Eddie Redmayne’s ‘Danish Girl’ Off to Solid Start at Specialty Box Office

Film’s $46K average in four theaters is behind that of “Carol,” “Spotlight” and “Brooklyn” in crowded holiday marketplace

Awards hopeful “The Danish Girl” is off to a solid start, averaging $46,250 from four theaters in its limited box office debut over weekend.

The R-rated drama starring Eddie Redmayne as transgender character, Lili Elbe, one of the first known recipients of sex reassignment surgery brought in $185,000 from two theaters in Los Angeles and two in New York for Focus Features.

That puts it in the middle of the pack in terms of Oscar contenders’ limited openings, but with the crowded holiday film lineup, the Tom Hooper-directed “Danish Girl” may have faced the toughest competition.
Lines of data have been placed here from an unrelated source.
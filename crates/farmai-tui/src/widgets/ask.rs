// Ask widget: question input on top, the streamed answer below.
//
// Header: "Answer -- streaming.../complete/error"
// Auto-scroll to bottom while streaming

use ratatui::layout::{Constraint, Direction, Layout, Rect};
use ratatui::style::{Color, Modifier, Style};
use ratatui::text::{Line, Span};
use ratatui::widgets::{Block, Borders, Paragraph, Wrap};
use ratatui::Frame;

use farmai_app::protocol::LlmStatus;

use super::form_view;
use crate::ViewState;

pub fn render(frame: &mut Frame, area: Rect, state: &ViewState) {
    let rows = Layout::default()
        .direction(Direction::Vertical)
        .constraints([Constraint::Length(4), Constraint::Min(3)])
        .split(area);

    match &state.form {
        Some(form) => form_view::render(frame, rows[0], form),
        None => frame.render_widget(Block::default().borders(Borders::ALL), rows[0]),
    }
    render_answer(frame, rows[1], state);
}

fn render_answer(frame: &mut Frame, area: Rect, state: &ViewState) {
    let mut lines = Vec::new();
    if !state.ask_question.is_empty() {
        lines.push(Line::from(Span::styled(
            format!("Q: {}", state.ask_question),
            Style::default()
                .fg(Color::Cyan)
                .add_modifier(Modifier::BOLD),
        )));
        lines.push(Line::from(""));
    }
    if state.ask_answer.is_empty() {
        lines.push(Line::from(Span::styled(
            placeholder_text(state.ask_status),
            Style::default().fg(Color::DarkGray),
        )));
    } else {
        lines.extend(state.ask_answer.lines().map(|l| Line::from(l.to_string())));
    }

    let inner_height = area.height.saturating_sub(2) as usize;
    let scroll = if state.ask_status == LlmStatus::Streaming && lines.len() > inner_height {
        (lines.len() - inner_height) as u16
    } else {
        state.scroll
    };

    let (status_text, status_color) = status_indicator(state.ask_status);
    let title = Line::from(vec![
        Span::styled(" Answer", Style::default().add_modifier(Modifier::BOLD)),
        Span::styled(" -- ", Style::default().fg(Color::DarkGray)),
        Span::styled(format!("{status_text} "), Style::default().fg(status_color)),
    ]);

    let paragraph = Paragraph::new(lines)
        .block(Block::default().borders(Borders::ALL).title(title))
        .wrap(Wrap { trim: false })
        .scroll((scroll, 0));
    frame.render_widget(paragraph, area);
}

/// Return status text and color for the model status.
pub fn status_indicator(status: LlmStatus) -> (&'static str, Color) {
    match status {
        LlmStatus::Idle => ("ready", Color::DarkGray),
        LlmStatus::Pending => ("waiting...", Color::Yellow),
        LlmStatus::Streaming => ("streaming...", Color::Yellow),
        LlmStatus::Complete => ("complete", Color::Green),
        LlmStatus::Error => ("error", Color::Red),
    }
}

fn placeholder_text(status: LlmStatus) -> &'static str {
    match status {
        LlmStatus::Idle => "Type a question about this farm and press Enter.",
        LlmStatus::Pending | LlmStatus::Streaming => "Waiting for the answer...",
        LlmStatus::Complete => "The model returned an empty answer.",
        LlmStatus::Error => "The answer could not be generated.",
    }
}
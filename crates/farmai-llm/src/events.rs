// Events emitted by a streaming chat request.

/// One step of a streamed model response. Every variant carries the
/// generation of the request that produced it so the receiver can drop
/// output from requests it has since abandoned.
#[derive(Debug, Clone, PartialEq)]
pub enum LlmEvent {
    /// A chunk of response text.
    Token { text: String, generation: u64 },
    /// The stream finished; `full_text` is the concatenation of all tokens.
    Complete { full_text: String, generation: u64 },
    Error { message: String, generation: u64 },
}

impl LlmEvent {
    pub fn generation(&self) -> u64 {
        match self {
            LlmEvent::Token { generation, .. }
            | LlmEvent::Complete { generation, .. }
            | LlmEvent::Error { generation, .. } => *generation,
        }
    }
}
Its opening average is under the $63,458 that “Carol” averaged in its four-theater limited debut for The Weinstein Company last weekend, and the $59,000 that another Oscar hopeful, “Spotlight,” averaged in its five-theater opening for Open Road Films three weeks ago. But it is higher than the $29,575 that “Room” averaged in four theaters for A24, and the $14,835 average that “Trumbo” managed in its five-theater rollout in October.
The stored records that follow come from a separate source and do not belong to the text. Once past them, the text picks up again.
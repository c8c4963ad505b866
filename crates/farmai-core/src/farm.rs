// Farm records: the create input, the partial update, and validation.

use chrono::{DateTime, Utc};
use serde::{Deserialize, Serialize};

use crate::error::{require_text, ValidationError};

/// A registered farm.
#[derive(Debug, Clone, PartialEq, Serialize, Deserialize)]
pub struct Farm {
    pub farm_id: String,
    pub name: String,
    pub location: String,
    pub owner_name: String,
    /// Cultivated area in square metres.
    pub size: Option<f64>,
    pub crop: Option<String>,
    pub created_at: DateTime<Utc>,
    pub updated_at: DateTime<Utc>,
}

impl Farm {
    /// Crop name, or `-` when none is recorded.
    pub fn crop_display(&self) -> &str {
        self.crop.as_deref().filter(|c| !c.is_empty()).unwrap_or("-")
    }

    /// Area with unit, or `-` when unknown.
    pub fn size_display(&self) -> String {
        match self.size {
            Some(size) => format!("{size} m²"),
            None => "-".to_string(),
        }
    }
}

// ---------------------------------------------------------------------------
// NewFarm
// ---------------------------------------------------------------------------

/// Input for creating a farm. The identifier and timestamps are assigned
/// by the store.
#[derive(Debug, Clone, Default, PartialEq, Serialize, Deserialize)]
pub struct NewFarm {
    pub name: String,
    pub location: String,
    pub owner_name: String,
    #[serde(skip_serializing_if = "Option::is_none")]
    pub size: Option<f64>,
    #[serde(skip_serializing_if = "Option::is_none")]
    pub crop: Option<String>,
}

impl NewFarm {
    pub fn validate(&self) -> Result<(), ValidationError> {
        require_text("name", &self.name)?;
        require_text("location", &self.location)?;
        require_text("owner_name", &self.owner_name)?;
        if let Some(size) = self.size {
            validate_size(size)?;
        }
        Ok(())
    }

    /// Build the stored record with a fresh UUID and both timestamps set to
    /// `now`. Text fields are trimmed; a blank crop becomes `None`.
    pub fn into_farm(self, now: DateTime<Utc>) -> Farm {
        Farm {
            farm_id: uuid::Uuid::new_v4().to_string(),
            name: self.name.trim().to_string(),
            location: self.location.trim().to_string(),
            owner_name: self.owner_name.trim().to_string(),
            size: self.size,
            crop: normalize_crop(self.crop),
            created_at: now,
            updated_at: now,
        }
    }
}

// ---------------------------------------------------------------------------
// FarmUpdate
// ---------------------------------------------------------------------------

/// Partial update keyed by `farm_id`. `None` means "leave unchanged".
///
/// The nullable columns use a nested option: `Some(None)` clears the value,
/// `Some(Some(v))` sets it. Serializes to exactly the supplied columns,
/// which is the PATCH body a PostgREST backend expects.
#[derive(Debug, Clone, Default, PartialEq, Serialize)]
pub struct FarmUpdate {
    #[serde(skip)]
    pub farm_id: String,
    #[serde(skip_serializing_if = "Option::is_none")]
    pub name: Option<String>,
    #[serde(skip_serializing_if = "Option::is_none")]
    pub location: Option<String>,
    #[serde(skip_serializing_if = "Option::is_none")]
    pub owner_name: Option<String>,
    #[serde(skip_serializing_if = "Option::is_none")]
    pub size: Option<Option<f64>>,
    #[serde(skip_serializing_if = "Option::is_none")]
    pub crop: Option<Option<String>>,
}

impl FarmUpdate {
    pub fn new(farm_id: impl Into<String>) -> Self {
        Self {
            farm_id: farm_id.into(),
            ..Default::default()
        }
    }

    /// True when no field is supplied.
    pub fn is_empty(&self) -> bool {
        self.name.is_none()
            && self.location.is_none()
            && self.owner_name.is_none()
            && self.size.is_none()
            && self.crop.is_none()
    }

    pub fn validate(&self) -> Result<(), ValidationError> {
        require_text("farm_id", &self.farm_id)?;
        if let Some(name) = &self.name {
            require_text("name", name)?;
        }
        if let Some(location) = &self.location {
            require_text("location", location)?;
        }
        if let Some(owner) = &self.owner_name {
            require_text("owner_name", owner)?;
        }
        if let Some(Some(size)) = self.size {
            validate_size(size)?;
        }
        Ok(())
    }

    /// Apply the supplied fields to `farm`. The identifier and creation
    /// time never change; `updated_at` becomes `now` when anything was
    /// supplied.
    pub fn apply(&self, farm: &mut Farm, now: DateTime<Utc>) {
        if let Some(name) = &self.name {
            farm.name = name.trim().to_string();
        }
        if let Some(location) = &self.location {
            farm.location = location.trim().to_string();
        }
        if let Some(owner) = &self.owner_name {
            farm.owner_name = owner.trim().to_string();
        }
        if let Some(size) = self.size {
            farm.size = size;
        }
        if let Some(crop) = &self.crop {
            farm.crop = normalize_crop(crop.clone());
        }
        if !self.is_empty() {
            farm.updated_at = now;
        }
    }

    /// The update that turns `before` into the values of `after`, listing
    /// only the fields that differ. Used by edit forms, which hold a full
    /// copy of the record.
    pub fn diff(before: &Farm, after: &NewFarm) -> Self {
        let mut update = FarmUpdate::new(before.farm_id.clone());
        if after.name.trim() != before.name {
            update.name = Some(after.name.clone());
        }
        if after.location.trim() != before.location {
            update.location = Some(after.location.clone());
        }
        if after.owner_name.trim() != before.owner_name {
            update.owner_name = Some(after.owner_name.clone());
        }
        if after.size != before.size {
            update.size = Some(after.size);
        }
        let crop = normalize_crop(after.crop.clone());
        if crop != before.crop {
            update.crop = Some(crop);
        }
        update
    }
}

fn validate_size(size: f64) -> Result<(), ValidationError> {
    if !size.is_finite() || size < 0.0 {
        return Err(ValidationError::new(
            "size",
            format!("must be a non-negative number, got {size}"),
        ));
    }
    Ok(())
}

fn normalize_crop(crop: Option<String>) -> Option<String> {
    crop.map(|c| c.trim().to_string()).filter(|c| !c.is_empty())
}

// ---------------------------------------------------------------------------
// Tests
// ---------------------------------------------------------------------------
“Brooklyn” and “Spotlight” continued to ace their expansion tests.

Fox Searchlight added 734 theaters for “Brooklyn” and the PG-13-rated drama, written by Nick Hornby, directed by John Crowley and starring Saoirse Ronan, cracked the top ten at No. 9. It took in $4.8 million from 835 theaters for the five days, giving it a $5,740 per-screen average and lifting its domestic total to $7.2 million.

It finished just behind “Spotlight,” which stayed a step ahead of the pack with a strong fourth weekend. The drama about the Boston Globe’s coverage of the Catholic Church molestation scandal finished eighth nationally with $5.7 million after expanding from 600 to 897 theaters. That’s an impressive $6,384 per-location average for the drama written and directed by Tom McCarthy, and its domestic total is now $12.3 million.

Bleecker Street took its Blacklist drama “Trumbo,” starring Bryan Cranston, from 50 to 616 theaters in its fourth weekend and it brought in $1,9 million for a $3,124 per-location average.

TWC kept the Cate Blanchett drama “Carol” in four theaters in its second week and it brought in $276,039, a 20 percent drop from its first week and a roughly 69,000 per-location average.